● Records to use
——

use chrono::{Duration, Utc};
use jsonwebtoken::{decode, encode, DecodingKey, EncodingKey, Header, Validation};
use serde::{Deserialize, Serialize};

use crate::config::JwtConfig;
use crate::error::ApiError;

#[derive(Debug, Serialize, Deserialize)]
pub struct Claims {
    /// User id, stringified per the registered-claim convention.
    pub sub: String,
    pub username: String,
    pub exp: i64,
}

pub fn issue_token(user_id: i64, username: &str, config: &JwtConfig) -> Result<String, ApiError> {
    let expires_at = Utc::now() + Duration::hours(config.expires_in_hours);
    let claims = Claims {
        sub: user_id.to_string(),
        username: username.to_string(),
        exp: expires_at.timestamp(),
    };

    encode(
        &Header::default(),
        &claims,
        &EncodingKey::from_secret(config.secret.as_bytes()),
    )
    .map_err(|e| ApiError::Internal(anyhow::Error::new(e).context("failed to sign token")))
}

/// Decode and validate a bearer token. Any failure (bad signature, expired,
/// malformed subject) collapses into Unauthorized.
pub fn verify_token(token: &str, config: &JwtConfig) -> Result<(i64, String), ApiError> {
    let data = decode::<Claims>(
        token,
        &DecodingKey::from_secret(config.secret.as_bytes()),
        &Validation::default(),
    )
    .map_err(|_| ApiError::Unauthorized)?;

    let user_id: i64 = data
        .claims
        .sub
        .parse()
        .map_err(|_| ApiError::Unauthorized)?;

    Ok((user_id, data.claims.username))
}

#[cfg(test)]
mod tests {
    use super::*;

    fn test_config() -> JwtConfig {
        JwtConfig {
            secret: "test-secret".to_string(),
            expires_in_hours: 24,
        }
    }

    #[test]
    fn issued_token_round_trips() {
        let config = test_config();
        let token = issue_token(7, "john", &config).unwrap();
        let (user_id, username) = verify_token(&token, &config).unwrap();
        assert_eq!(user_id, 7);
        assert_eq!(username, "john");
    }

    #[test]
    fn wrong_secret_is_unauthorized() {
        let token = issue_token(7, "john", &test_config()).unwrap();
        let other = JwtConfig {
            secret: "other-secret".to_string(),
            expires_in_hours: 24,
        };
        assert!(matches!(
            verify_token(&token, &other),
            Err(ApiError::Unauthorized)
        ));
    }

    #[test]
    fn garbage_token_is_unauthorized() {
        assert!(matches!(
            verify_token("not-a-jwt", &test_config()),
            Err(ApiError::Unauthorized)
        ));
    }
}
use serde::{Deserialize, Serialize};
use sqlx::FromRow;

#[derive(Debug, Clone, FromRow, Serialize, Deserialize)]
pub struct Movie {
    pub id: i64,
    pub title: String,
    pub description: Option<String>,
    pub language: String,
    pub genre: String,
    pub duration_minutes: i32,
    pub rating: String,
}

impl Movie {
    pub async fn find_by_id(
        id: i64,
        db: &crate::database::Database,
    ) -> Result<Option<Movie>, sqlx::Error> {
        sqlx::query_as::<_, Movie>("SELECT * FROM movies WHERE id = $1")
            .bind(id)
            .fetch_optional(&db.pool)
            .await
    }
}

——

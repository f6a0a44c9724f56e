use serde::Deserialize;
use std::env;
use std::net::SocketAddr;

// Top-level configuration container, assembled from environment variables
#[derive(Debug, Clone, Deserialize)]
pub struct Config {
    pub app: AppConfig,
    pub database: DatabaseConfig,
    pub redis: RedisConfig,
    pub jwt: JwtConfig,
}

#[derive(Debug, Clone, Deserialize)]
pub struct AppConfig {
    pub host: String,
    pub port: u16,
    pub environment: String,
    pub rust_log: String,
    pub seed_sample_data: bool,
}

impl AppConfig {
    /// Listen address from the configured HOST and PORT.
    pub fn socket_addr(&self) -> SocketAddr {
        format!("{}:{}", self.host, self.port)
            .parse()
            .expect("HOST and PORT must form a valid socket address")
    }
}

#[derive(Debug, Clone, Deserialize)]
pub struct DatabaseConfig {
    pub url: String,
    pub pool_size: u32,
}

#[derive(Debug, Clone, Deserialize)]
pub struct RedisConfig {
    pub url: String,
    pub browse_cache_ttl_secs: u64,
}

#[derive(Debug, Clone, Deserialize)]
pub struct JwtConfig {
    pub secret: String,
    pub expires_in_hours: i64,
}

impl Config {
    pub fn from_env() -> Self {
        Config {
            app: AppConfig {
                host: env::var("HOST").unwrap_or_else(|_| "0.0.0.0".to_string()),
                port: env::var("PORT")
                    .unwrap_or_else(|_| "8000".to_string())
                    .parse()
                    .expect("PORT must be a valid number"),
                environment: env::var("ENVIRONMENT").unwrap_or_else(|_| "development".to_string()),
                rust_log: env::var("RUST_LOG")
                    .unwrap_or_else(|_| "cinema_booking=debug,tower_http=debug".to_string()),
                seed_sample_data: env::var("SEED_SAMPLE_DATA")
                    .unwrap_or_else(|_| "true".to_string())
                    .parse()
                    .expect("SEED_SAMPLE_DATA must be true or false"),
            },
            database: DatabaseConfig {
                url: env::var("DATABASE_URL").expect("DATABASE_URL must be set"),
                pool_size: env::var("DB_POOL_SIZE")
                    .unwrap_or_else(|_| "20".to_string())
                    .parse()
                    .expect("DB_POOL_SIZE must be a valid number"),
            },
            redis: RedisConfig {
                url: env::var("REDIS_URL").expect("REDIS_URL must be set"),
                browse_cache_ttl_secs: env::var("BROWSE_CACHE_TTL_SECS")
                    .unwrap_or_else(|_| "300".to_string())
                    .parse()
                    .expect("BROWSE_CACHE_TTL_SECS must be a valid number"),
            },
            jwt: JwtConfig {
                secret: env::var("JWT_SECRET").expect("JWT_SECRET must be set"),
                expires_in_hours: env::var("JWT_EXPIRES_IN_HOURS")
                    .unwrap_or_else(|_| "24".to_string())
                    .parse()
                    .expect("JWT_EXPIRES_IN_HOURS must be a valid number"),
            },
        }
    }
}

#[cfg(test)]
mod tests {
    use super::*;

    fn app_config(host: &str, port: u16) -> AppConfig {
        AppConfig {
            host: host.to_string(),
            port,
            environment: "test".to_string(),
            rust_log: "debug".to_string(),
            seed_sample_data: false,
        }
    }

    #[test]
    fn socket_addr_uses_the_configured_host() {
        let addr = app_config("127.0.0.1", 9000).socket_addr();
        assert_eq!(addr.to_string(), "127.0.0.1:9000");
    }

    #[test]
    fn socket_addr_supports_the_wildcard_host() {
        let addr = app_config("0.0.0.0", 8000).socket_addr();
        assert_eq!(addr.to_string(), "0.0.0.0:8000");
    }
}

——

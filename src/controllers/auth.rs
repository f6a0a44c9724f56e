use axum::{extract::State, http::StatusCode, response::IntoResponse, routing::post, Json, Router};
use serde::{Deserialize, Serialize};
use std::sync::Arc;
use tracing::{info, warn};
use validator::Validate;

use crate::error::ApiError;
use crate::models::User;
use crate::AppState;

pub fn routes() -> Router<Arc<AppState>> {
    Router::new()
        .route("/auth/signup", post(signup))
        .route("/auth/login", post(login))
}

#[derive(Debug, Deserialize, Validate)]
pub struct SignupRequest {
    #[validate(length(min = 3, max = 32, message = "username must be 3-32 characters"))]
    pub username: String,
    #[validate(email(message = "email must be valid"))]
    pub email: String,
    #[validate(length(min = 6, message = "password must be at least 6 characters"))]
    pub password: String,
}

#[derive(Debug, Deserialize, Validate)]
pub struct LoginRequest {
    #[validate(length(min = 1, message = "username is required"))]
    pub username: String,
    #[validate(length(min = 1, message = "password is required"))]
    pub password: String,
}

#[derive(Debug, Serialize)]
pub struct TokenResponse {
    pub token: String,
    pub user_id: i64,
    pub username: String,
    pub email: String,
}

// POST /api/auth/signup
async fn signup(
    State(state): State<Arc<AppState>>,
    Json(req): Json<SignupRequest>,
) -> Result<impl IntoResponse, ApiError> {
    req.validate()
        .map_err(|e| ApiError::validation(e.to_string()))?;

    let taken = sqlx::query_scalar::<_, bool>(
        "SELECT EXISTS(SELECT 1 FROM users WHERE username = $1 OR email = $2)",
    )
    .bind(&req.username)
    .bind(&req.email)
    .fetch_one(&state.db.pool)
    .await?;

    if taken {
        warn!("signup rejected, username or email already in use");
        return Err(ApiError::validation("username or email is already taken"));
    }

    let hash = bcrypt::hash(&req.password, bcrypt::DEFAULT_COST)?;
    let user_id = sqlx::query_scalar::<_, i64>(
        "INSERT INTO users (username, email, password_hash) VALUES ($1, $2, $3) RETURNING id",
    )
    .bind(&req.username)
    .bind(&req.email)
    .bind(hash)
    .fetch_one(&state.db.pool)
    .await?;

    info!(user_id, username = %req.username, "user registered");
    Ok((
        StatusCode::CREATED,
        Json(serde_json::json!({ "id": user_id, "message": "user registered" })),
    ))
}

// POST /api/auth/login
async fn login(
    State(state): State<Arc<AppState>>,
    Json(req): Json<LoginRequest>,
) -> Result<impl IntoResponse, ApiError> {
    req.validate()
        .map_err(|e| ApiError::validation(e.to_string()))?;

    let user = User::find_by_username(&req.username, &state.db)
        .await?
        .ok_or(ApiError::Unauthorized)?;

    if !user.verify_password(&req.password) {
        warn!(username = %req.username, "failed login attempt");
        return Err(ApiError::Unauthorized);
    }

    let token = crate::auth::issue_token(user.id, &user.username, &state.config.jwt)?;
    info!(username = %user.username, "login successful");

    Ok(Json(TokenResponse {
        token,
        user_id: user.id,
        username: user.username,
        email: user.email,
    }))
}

——

When you find a line in the records that contains the word "false", copy it.

● Completed task
                    .expect("SEED_SAMPLE_DATA must be true or false"),
            seed_sample_data: false,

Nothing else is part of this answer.